[TASK TO CARRY OUT]: Report each line from the entries in which "CreateCourseRequest" can be found.

[RECORDS TO USE]:
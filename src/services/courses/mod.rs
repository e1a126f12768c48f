pub mod create;
pub mod delete;
pub mod get;
pub mod list;
pub mod update;

use actix_web::{HttpRequest, HttpResponse, Result as ActixResult};
use std::sync::Arc;

use crate::errors::Result;
use crate::models::courses::requests::{CourseListParams, CreateCourseRequest, UpdateCourseRequest};
use crate::services::common::{check_reference, check_unique};
use crate::storage::{RecordKind, Storage, UniqueField};
use crate::utils::validate::FieldErrors;

storage_service!(CourseService);

impl CourseService {
    pub async fn list_courses(
        &self,
        query: CourseListParams,
        request: &HttpRequest,
    ) -> ActixResult<HttpResponse> {
        list::list_courses(self, query, request).await
    }

    pub async fn create_course(
        &self,
        course_data: CreateCourseRequest,
        request: &HttpRequest,
    ) -> ActixResult<HttpResponse> {
        create::create_course(self, course_data, request).await
    }

    pub async fn get_course(&self, id: i64, request: &HttpRequest) -> ActixResult<HttpResponse> {
        get::get_course(self, id, request).await
    }

    pub async fn update_course(
        &self,
        id: i64,
        update_data: UpdateCourseRequest,
        request: &HttpRequest,
    ) -> ActixResult<HttpResponse> {
        update::update_course(self, id, update_data, request).await
    }

    pub async fn delete_course(&self, id: i64, request: &HttpRequest) -> ActixResult<HttpResponse> {
        delete::delete_course(self, id, request).await
    }
}

pub(crate) async fn validate_new_course(
    storage: &Arc<dyn Storage>,
    req: &CreateCourseRequest,
) -> Result<FieldErrors> {
    let mut errors = req.validate();
    check_reference(
        storage,
        &mut errors,
        "program_id",
        RecordKind::Program,
        Some(req.program_id),
    )
    .await?;
    check_unique(
        storage,
        &mut errors,
        UniqueField::CourseCode,
        Some(req.code.clone()),
        None,
    )
    .await?;
    Ok(errors)
}

pub(crate) async fn validate_course_update(
    storage: &Arc<dyn Storage>,
    id: i64,
    req: &UpdateCourseRequest,
) -> Result<FieldErrors> {
    let mut errors = req.validate();
    check_reference(storage, &mut errors, "program_id", RecordKind::Program, req.program_id).await?;
    check_unique(storage, &mut errors, UniqueField::CourseCode, req.code.clone(), Some(id)).await?;
    Ok(errors)
}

[SOLUTION TO THE PROBLEM]:
use crate::models::courses::requests::{CourseListParams, CreateCourseRequest, UpdateCourseRequest};
        course_data: CreateCourseRequest,
    req: &CreateCourseRequest,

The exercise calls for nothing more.